Wer modellieret, der findet – Intelligentes Microlearning in M.Model


Die SmartCompany CAS SmartCustomization hat einen Produktkonfigurator entwickelt, mit dem verschiedene Produkte anhand von Regeln auf einer grafischen Oberfläche spezifisch erstellt und angepasst werden können. Der CAS Configurator Merlin besteht aus drei Komponenten: M.Model, M.Sales und M.Core. In M.Model werden Regeln modelliert, die als Grundlage für die Konfiguration von Produkten in M.Sales dient. Da bei der Modellierung der Regeln die meisten Probleme auftreten, wird sich die Arbeit größtenteils auf den Teil M.Model beziehen.

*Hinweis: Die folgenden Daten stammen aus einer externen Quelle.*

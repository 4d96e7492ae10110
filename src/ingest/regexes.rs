//! Compiled regex patterns for dynamic typing of CSV fields.

use regex::Regex;

/// Decimal or exponent number, optionally negative, surrounding
/// whitespace allowed. A leading `+` is not a number.
pub static FLOAT_PATTERN: std::sync::LazyLock<Regex> = std::sync::LazyLock::new(|| {
    Regex::new(r"^\s*-?(?:\d+\.?|\.\d+|\d+\.\d+)(?:[eE][-+]?\d+)?\s*$")
        .expect("Invalid float pattern")
});

/// ISO 8601 date-time with a `T` separator and an explicit offset.
///
/// Seconds and fractional seconds are optional; captures are
/// `date`, `hm`, `sec`, `frac` and `tz`.
pub static ISO_DATETIME_PATTERN: std::sync::LazyLock<Regex> = std::sync::LazyLock::new(|| {
    Regex::new(concat!(
        r"^(?P<date>\d{4}-[01]\d-[0-3]\d)",
        r"T(?P<hm>[0-2]\d:[0-5]\d)(?::(?P<sec>[0-5]\d)(?P<frac>\.\d+)?)?",
        r"(?P<tz>[+-][0-2]\d:[0-5]\d|Z)$",
    ))
    .expect("Invalid ISO datetime pattern")
});

#[cfg(test)]
mod tests {
    use super::*;

    #[test]
    fn test_float_pattern() {
        for ok in ["1", "-1", "1.", ".5", "3.14", "1e10", "-2.5E-3", "  42  "] {
            assert!(FLOAT_PATTERN.is_match(ok), "{ok}");
        }
        for bad in ["", "+1", "1,000", "1.2.3", "abc", "0x10", "-"] {
            assert!(!FLOAT_PATTERN.is_match(bad), "{bad}");
        }
    }

    #[test]
    fn test_iso_datetime_pattern() {
        assert!(ISO_DATETIME_PATTERN.is_match("2023-01-15T10:30:00Z"));
        assert!(ISO_DATETIME_PATTERN.is_match("2023-01-15T10:30:00.123+02:00"));
        assert!(ISO_DATETIME_PATTERN.is_match("2023-01-15T10:30Z"));
        assert!(!ISO_DATETIME_PATTERN.is_match("2023-01-15"));
        assert!(!ISO_DATETIME_PATTERN.is_match("2023-01-15T10:30:00"));
        assert!(!ISO_DATETIME_PATTERN.is_match("2023-01-15 10:30:00Z"));
    }
}
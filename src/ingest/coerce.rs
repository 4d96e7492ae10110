//! Dynamic typing of raw CSV fields into cell values.

use chrono::{DateTime, NaiveDateTime};

use super::regexes::{FLOAT_PATTERN, ISO_DATETIME_PATTERN};
use crate::dataset::CellValue;

/// Largest integer magnitude an f64 represents exactly (2^53 - 1).
/// Numbers beyond it stay text so identifiers keep every digit.
const MAX_SAFE_INTEGER: f64 = 9_007_199_254_740_991.0;

/// Turn a raw field into a typed cell.
///
/// Checks run in order: empty, boolean (`true`/`TRUE`/`false`/`FALSE`
/// only), number, ISO date-time, then text. Text is kept verbatim.
pub fn coerce_field(raw: &str) -> CellValue {
    match raw {
        "" => return CellValue::Empty,
        "true" | "TRUE" => return CellValue::Bool(true),
        "false" | "FALSE" => return CellValue::Bool(false),
        _ => {}
    }

    if let Some(n) = parse_number(raw) {
        return CellValue::Number(n);
    }

    if let Some(d) = parse_iso_datetime(raw) {
        return CellValue::Date(d);
    }

    CellValue::Text(raw.to_string())
}

/// Parse a field matching the float syntax within safe-integer range.
#[inline]
fn parse_number(raw: &str) -> Option<f64> {
    if !FLOAT_PATTERN.is_match(raw) {
        return None;
    }
    let n: f64 = raw.trim().parse().ok()?;
    (n.abs() <= MAX_SAFE_INTEGER).then_some(n)
}

/// Parse an ISO 8601 date-time with offset into a UTC timestamp.
fn parse_iso_datetime(raw: &str) -> Option<NaiveDateTime> {
    let caps = ISO_DATETIME_PATTERN.captures(raw)?;

    let sec = caps.name("sec").map_or("00", |m| m.as_str());
    let frac = caps.name("frac").map_or("", |m| m.as_str());
    let tz = match &caps["tz"] {
        "Z" => "+00:00",
        other => other,
    };
    let normalized = format!("{}T{}:{sec}{frac}{tz}", &caps["date"], &caps["hm"]);

    DateTime::parse_from_rfc3339(&normalized)
        .ok()
        .map(|dt| dt.naive_utc())
}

Die Online-Hilfe des Produktkonfigurators ist momentan noch auf einer Internetseite (http://hilfe.cas-merlin.de/) zu finden. Der Anwender muss somit immer den Produktkonfigurator verlassen, um zur Online-Hilfe zu gelangen. Somit verlässt er den Kontext, in dem das Problem aufgetreten ist, muss in der Online-Hilfe nach den benötigten Informationen suchen und dann wieder zum Produktkonfigurator zurückkehren.  Die Suche nach den benötigten Informationen ist meist zeitaufwändig und fehleranfällig, weil man wichtige Informationen beim Überfliegen oft nicht wahrnimmt. Zudem erschwert der Kontextverlust die Aufnahme der Informationen.

Das Ziel der Thesis ist es, ein Metadatenkonzept zu erstellen, welches die CAS bei der Entwicklung einer kontextsensitiven Lösung unterstützt, mit der der Anwender die benötigten Informationen zur Problemlösung im Produktkonfigurator erhalten kann. Diese Informationen sollen dem Anwender nicht nur wie bisher in Textform, sondern auch in Form von Screencasts oder kurzen Lerneinheiten (Learning Nuggets) dargeboten werden.

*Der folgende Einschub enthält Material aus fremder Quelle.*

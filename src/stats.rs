//! Descriptive statistics for numeric and text columns.

use foldhash::{HashMap, HashMapExt};
use serde::Serialize;

use crate::dataset::{CellValue, Dataset};
use crate::field_type::{CellType, classify, dominant_type};
use crate::format::truncate_label;

/// Most common values shown in the column analysis panel.
pub const INLINE_TOP_VALUES: usize = 5;
/// Most common values listed per column in the text report.
pub const REPORT_TOP_VALUES: usize = 3;
/// Longest value shown before truncation in top-value lists.
pub const VALUE_DISPLAY_CHARS: usize = 30;
/// Longest most-common value shown in the statistics summary table.
pub const SUMMARY_DISPLAY_CHARS: usize = 20;

/// Summary statistics of a numeric column.
#[derive(Debug, Clone, Copy, PartialEq, Serialize)]
pub struct NumericStats {
    /// Number of numeric values.
    pub count: usize,
    pub min: f64,
    pub max: f64,
    pub sum: f64,
    pub mean: f64,
    pub median: f64,
    /// Population standard deviation (divided by N).
    pub std_dev: f64,
}

impl NumericStats {
    /// Compute statistics over raw numbers. Returns `None` for an empty
    /// slice.
    pub fn from_slice(values: &[f64]) -> Option<Self> {
        if values.is_empty() {
            return None;
        }

        let mut min = f64::INFINITY;
        let mut max = f64::NEG_INFINITY;
        let mut sum = 0.0;
        for &v in values {
            min = min.min(v);
            max = max.max(v);
            sum += v;
        }

        let count = values.len();
        let mean = sum / count as f64;

        let mut sorted = values.to_vec();
        sorted.sort_by(f64::total_cmp);
        let mid = count / 2;
        let median = if count % 2 == 0 {
            (sorted[mid - 1] + sorted[mid]) / 2.0
        } else {
            sorted[mid]
        };

        let variance = values.iter().map(|v| (v - mean).powi(2)).sum::<f64>() / count as f64;

        Some(Self {
            count,
            min,
            max,
            sum,
            mean,
            median,
            std_dev: variance.sqrt(),
        })
    }

    /// `max - min`.
    #[inline]
    pub fn range(&self) -> f64 {
        self.max - self.min
    }
}

/// Numeric statistics over the `Number` cells among `values`.
///
/// Non-numeric cells are ignored; `None` when no numeric cell remains.
pub fn compute_numeric_stats<'a, I>(values: I) -> Option<NumericStats>
where
    I: IntoIterator<Item = &'a CellValue>,
{
    let numbers: Vec<f64> = values.into_iter().filter_map(CellValue::as_number).collect();
    NumericStats::from_slice(&numbers)
}

/// One distinct value and how often it occurs.
#[derive(Debug, Clone, PartialEq, Eq, Serialize)]
pub struct FrequencyEntry {
    pub value: String,
    pub count: usize,
}

impl FrequencyEntry {
    /// The value cut to `max_chars` characters for display.
    pub fn display_value(&self, max_chars: usize) -> String {
        truncate_label(&self.value, max_chars)
    }

    /// Share of `total` in percent, 0 when `total` is 0.
    pub fn share(&self, total: usize) -> f64 {
        crate::format::percentage(self.count, total)
    }
}

/// Exact-match frequency table ranked by count, descending.
///
/// Values with equal counts keep the order in which they were first seen.
pub fn frequency_table<I, S>(values: I) -> Vec<FrequencyEntry>
where
    I: IntoIterator<Item = S>,
    S: AsRef<str>,
{
    let mut index: HashMap<String, usize> = HashMap::new();
    let mut entries: Vec<FrequencyEntry> = Vec::new();

    for value in values {
        let value = value.as_ref();
        if let Some(&idx) = index.get(value) {
            entries[idx].count += 1;
        } else {
            index.insert(value.to_string(), entries.len());
            entries.push(FrequencyEntry {
                value: value.to_string(),
                count: 1,
            });
        }
    }

    // stable sort keeps first-seen order for ties
    entries.sort_by(|a, b| b.count.cmp(&a.count));
    entries
}

/// Summary statistics of a text column.
#[derive(Debug, Clone, PartialEq, Serialize)]
pub struct TextStats {
    /// Number of text values.
    pub count: usize,
    /// Number of distinct text values.
    pub unique_count: usize,
    /// Mean length in characters.
    pub avg_length: f64,
    /// Every distinct value, most frequent first.
    pub frequencies: Vec<FrequencyEntry>,
}

impl TextStats {
    /// Compute statistics over raw strings. Returns `None` for no input.
    pub fn from_strs<'a, I>(values: I) -> Option<Self>
    where
        I: IntoIterator<Item = &'a str>,
    {
        let values: Vec<&str> = values.into_iter().collect();
        if values.is_empty() {
            return None;
        }

        let length_sum: usize = values.iter().map(|s| s.chars().count()).sum();
        let frequencies = frequency_table(values.iter());

        Some(Self {
            count: values.len(),
            unique_count: frequencies.len(),
            avg_length: length_sum as f64 / values.len() as f64,
            frequencies,
        })
    }

    /// The `n` most frequent values.
    pub fn top(&self, n: usize) -> &[FrequencyEntry] {
        &self.frequencies[..n.min(self.frequencies.len())]
    }

    /// The single most frequent value.
    pub fn most_common(&self) -> Option<&FrequencyEntry> {
        self.frequencies.first()
    }
}

/// Text statistics over the non-empty `Text` cells among `values`.
pub fn compute_text_stats<'a, I>(values: I) -> Option<TextStats>
where
    I: IntoIterator<Item = &'a CellValue>,
{
    TextStats::from_strs(
        values
            .into_iter()
            .filter(|v| classify(v) == CellType::String)
            .filter_map(CellValue::as_text),
    )
}

/// Statistics row for one numeric column.
#[derive(Debug, Clone, PartialEq, Serialize)]
pub struct NumericSummaryRow {
    pub column: String,
    pub stats: NumericStats,
}

/// Statistics row for one text column.
#[derive(Debug, Clone, PartialEq, Serialize)]
pub struct TextSummaryRow {
    pub column: String,
    pub stats: TextStats,
}

impl TextSummaryRow {
    /// `value (count)` for the most common value, or `N/A (0)`.
    pub fn most_common_label(&self) -> String {
        match self.stats.most_common() {
            Some(entry) => format!(
                "{} ({})",
                entry.display_value(SUMMARY_DISPLAY_CHARS),
                entry.count
            ),
            None => "N/A (0)".to_string(),
        }
    }
}

/// Dataset-wide statistics: one row per numeric and per text column.
#[derive(Debug, Clone, PartialEq, Default, Serialize)]
pub struct StatisticsSummary {
    pub numeric: Vec<NumericSummaryRow>,
    pub text: Vec<TextSummaryRow>,
}

/// Statistics for every column whose dominant type is number or string.
///
/// Columns of other dominant types, and columns whose typed subset is
/// empty, are left out.
pub fn summarize_statistics(dataset: &Dataset) -> StatisticsSummary {
    let mut summary = StatisticsSummary::default();

    for (idx, column) in dataset.columns().iter().enumerate() {
        match dominant_type(dataset.column_values_at(idx)) {
            CellType::Number => {
                if let Some(stats) = compute_numeric_stats(dataset.column_values_at(idx)) {
                    summary.numeric.push(NumericSummaryRow {
                        column: column.clone(),
                        stats,
                    });
                }
            }
            CellType::String => {
                if let Some(stats) = compute_text_stats(dataset.column_values_at(idx)) {
                    summary.text.push(TextSummaryRow {
                        column: column.clone(),
                        stats,
                    });
                }
            }
            _ => {}
        }
    }

    tracing::debug!(
        numeric = summary.numeric.len(),
        text = summary.text.len(),
        "summarized column statistics"
    );

    summary
}

#[cfg(test)]
mod tests {
    use super::*;

    fn numbers(values: &[f64]) -> Vec<CellValue> {
        values.iter().map(|&v| CellValue::Number(v)).collect()
    }

    #[test]
    fn test_median_even_and_odd() {
        let even = compute_numeric_stats(&numbers(&[4.0, 1.0, 3.0, 2.0])).unwrap();
        assert_eq!(even.median, 2.5);

        let odd = compute_numeric_stats(&numbers(&[3.0, 1.0, 2.0])).unwrap();
        assert_eq!(odd.median, 2.0);
    }

    #[test]
    fn test_median_sorts_numerically() {
        // lexicographic order would put 10 before 9
        let stats = compute_numeric_stats(&numbers(&[10.0, 9.0, 100.0])).unwrap();
        assert_eq!(stats.median, 10.0);
    }

    #[test]
    fn test_std_dev_is_population() {
        let flat = compute_numeric_stats(&numbers(&[2.0, 2.0, 2.0, 2.0])).unwrap();
        assert_eq!(flat.std_dev, 0.0);

        let values = numbers(&[2.0, 4.0, 4.0, 4.0, 5.0, 5.0, 7.0, 9.0]);
        let stats = compute_numeric_stats(&values).unwrap();
        assert!((stats.std_dev - 2.0).abs() < 1e-12);
        assert_eq!(stats.mean, 5.0);
        assert_eq!(stats.sum, 40.0);
        assert_eq!(stats.range(), 7.0);
    }

    #[test]
    fn test_numeric_ignores_other_cells() {
        let values = vec![
            CellValue::Number(1.0),
            CellValue::from("x"),
            CellValue::Empty,
            CellValue::Number(3.0),
        ];
        let stats = compute_numeric_stats(&values).unwrap();
        assert_eq!(stats.count, 2);
        assert_eq!(stats.min, 1.0);
        assert_eq!(stats.max, 3.0);
    }

    #[test]
    fn test_numeric_none_without_numbers() {
        let values = vec![CellValue::from("a"), CellValue::Empty];
        assert!(compute_numeric_stats(&values).is_none());
        assert!(NumericStats::from_slice(&[]).is_none());
    }

    #[test]
    fn test_frequency_table_ties_keep_first_seen() {
        let table = frequency_table(["b", "a", "c", "a", "b", "d"]);
        let order: Vec<&str> = table.iter().map(|e| e.value.as_str()).collect();
        assert_eq!(order, vec!["b", "a", "c", "d"]);
        assert_eq!(table[0].count, 2);
    }

    #[test]
    fn test_frequency_table_is_exact_match() {
        let table = frequency_table(["Apple", "apple", " apple"]);
        assert_eq!(table.len(), 3);
    }

    #[test]
    fn test_text_stats() {
        let values = vec![
            CellValue::from("red"),
            CellValue::from("green"),
            CellValue::from("red"),
            CellValue::Number(1.0),
            CellValue::Empty,
        ];
        let stats = compute_text_stats(&values).unwrap();
        assert_eq!(stats.count, 3);
        assert_eq!(stats.unique_count, 2);
        assert!((stats.avg_length - 11.0 / 3.0).abs() < 1e-12);
        assert_eq!(stats.most_common().unwrap().value, "red");
        assert_eq!(stats.top(5).len(), 2);
    }

    #[test]
    fn test_text_stats_none_without_text() {
        assert!(compute_text_stats(&numbers(&[1.0])).is_none());
    }

    #[test]
    fn test_display_value_truncates() {
        let entry = FrequencyEntry {
            value: "x".repeat(35),
            count: 1,
        };
        let shown = entry.display_value(VALUE_DISPLAY_CHARS);
        assert_eq!(shown, format!("{}...", "x".repeat(30)));
    }

    #[test]
    fn test_summarize_statistics() {
        let ds = Dataset::from_records(vec![
            vec![("n", CellValue::from(1.0)), ("s", "a".into()), ("b", true.into())],
            vec![("n", CellValue::from(3.0)), ("s", "a".into()), ("b", false.into())],
        ]);
        let summary = summarize_statistics(&ds);

        assert_eq!(summary.numeric.len(), 1);
        assert_eq!(summary.numeric[0].column, "n");
        assert_eq!(summary.numeric[0].stats.mean, 2.0);
        assert_eq!(summary.text.len(), 1);
        assert_eq!(summary.text[0].most_common_label(), "a (2)");
    }
}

Die Anwender des Produktkonfigurators sollen bei der Modellierung von Produkten in Zukunft besser unterstützt werden, indem die benötigten Informationen zur Lösung von Problemen für den Anwender einfacher auffindbar sind. Das soll mithilfe von kontextsensitiver Unterstützung realisiert werden, bei der die passenden Informationen in der jeweiligen Situation anhand von Metadaten zugeordnet werden. So muss der Anwender nicht selbst nach den Informationen suchen, spart Zeit und kann sich eher auf die dargebotenen Informationen konzentrieren.

Im zweiten Teil der Arbeit geht es um die beispielhafte Erstellung von Screencasts und kurzen Lerneinheiten, die die Aufnahme von Informationen für den Anwender erleichtern und dabei die kognitive Belastung möglichst geringhalten sollen. Das wird durch die Aufbereitung der Informationen für kurze Lerneinheiten erreicht. Langfristig gesehen, sollen diese Informationen dem Anwender helfen, seltener auf die Hilfe angewiesen zu sein. Um das zu realisieren, müssen beim Anwender bestimmte Schemata zur Problemlösung im Langzeitgedächtnis angelegt werden.

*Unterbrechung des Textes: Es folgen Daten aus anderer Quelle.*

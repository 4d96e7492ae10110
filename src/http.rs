//! Fetching remote CSV files over HTTP(S).

use std::io::Read;
use std::time::Duration;
use thiserror::Error;

/// Default timeout for HTTP requests (30 seconds).
const DEFAULT_TIMEOUT: Duration = Duration::from_secs(30);

/// Largest body accepted from a remote source (256 MiB).
pub const MAX_DOWNLOAD_BYTES: u64 = 256 * 1024 * 1024;

/// Errors that can occur during HTTP fetching.
#[derive(Error, Debug)]
pub enum HttpError {
    #[error("Invalid URL: {0}")]
    InvalidUrl(String),
    #[error("HTTP error {status}: {message}")]
    HttpStatus { status: u16, message: String },
    #[error("Network error: {0}")]
    Network(String),
    #[error("Response exceeds {limit} bytes")]
    TooLarge { limit: u64 },
    #[error("IO error: {0}")]
    Io(#[from] std::io::Error),
}

impl From<ureq::Error> for HttpError {
    fn from(err: ureq::Error) -> Self {
        match err {
            ureq::Error::StatusCode(code) => HttpError::HttpStatus {
                status: code,
                message: format!("Server returned status {code}"),
            },
            _ => HttpError::Network(err.to_string()),
        }
    }
}

/// Validate that `url` uses http or https.
fn check_scheme(url: &str) -> Result<(), HttpError> {
    if url.starts_with("http://") || url.starts_with("https://") {
        Ok(())
    } else {
        Err(HttpError::InvalidUrl(format!(
            "URL must start with http:// or https://: {url}"
        )))
    }
}

/// Download the whole body at `url`, refusing bodies over
/// [`MAX_DOWNLOAD_BYTES`].
pub fn fetch_csv(url: &str) -> Result<Vec<u8>, HttpError> {
    check_scheme(url)?;

    let config = ureq::Agent::config_builder()
        .timeout_global(Some(DEFAULT_TIMEOUT))
        .build();
    let agent = ureq::Agent::new_with_config(config);

    let response = agent.get(url).call()?;

    let content_length = response
        .headers()
        .get("Content-Length")
        .and_then(|h| h.to_str().ok()?.parse::<u64>().ok());
    if content_length.is_some_and(|len| len > MAX_DOWNLOAD_BYTES) {
        return Err(HttpError::TooLarge {
            limit: MAX_DOWNLOAD_BYTES,
        });
    }

    // Read one byte past the limit to detect oversized chunked bodies
    let mut data = Vec::with_capacity(content_length.unwrap_or(0) as usize);
    response
        .into_body()
        .into_reader()
        .take(MAX_DOWNLOAD_BYTES + 1)
        .read_to_end(&mut data)?;
    if data.len() as u64 > MAX_DOWNLOAD_BYTES {
        return Err(HttpError::TooLarge {
            limit: MAX_DOWNLOAD_BYTES,
        });
    }

    Ok(data)
}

Da die Darstellungsform durch die Informationsart bestimmt wird, müssen die verschiedenen Informationsarten analysiert und aufgeteilt werden. Gleicher Inhalt soll in Zukunft auch immer gleich verwendet werden. Nur so ist eine standardisierte Erstellung von Informationsprodukten möglich. Die Gewichtung in diesem Teil der Arbeit ist skalierbar, da sich die problematischen Situationen erst durch ein Analyse ergeben. Die Informationen, die in diesen Situationen betroffen sind, werden dann analysiert und erst dann kann entschieden werden, welches Medium für diese Art der Informationen geeignet ist.

Im Rahmen dieser Arbeit soll durch die oben dargestellte Methodik die folgende Forschungsfrage untersucht werden:

Wie kann man dem Anwender die Informationen, die er benötigt, verständlich und ansprechend präsentieren, ohne dass dieser den Kontext wechseln muss und damit sie langfristig im Gehirn gespeichert werden und somit die Problemlösefähigkeit des Anwenders optimiert wird?

Im Zuge der Untersuchung ergeben sich dabei die folgenden Unterfragen, auf die bei der Erstellung der Thesis genauer eingegangen wird:

  • Wie kann sichergestellt werden, dass Anwendern nur die benötigten/passenden Informationen in der jeweiligen Situation angeboten werden?
  • Wie kann man die angebotenen Informationen so darstellen, dass der Anwender sie mit möglichst geringer kognitiver Belastung aufnehmen und langfristig abspeichern kann?
  • Mit welchen Mitteln können Anwender bestmöglich bei der Suche nach Produktwissen unterstützt werden?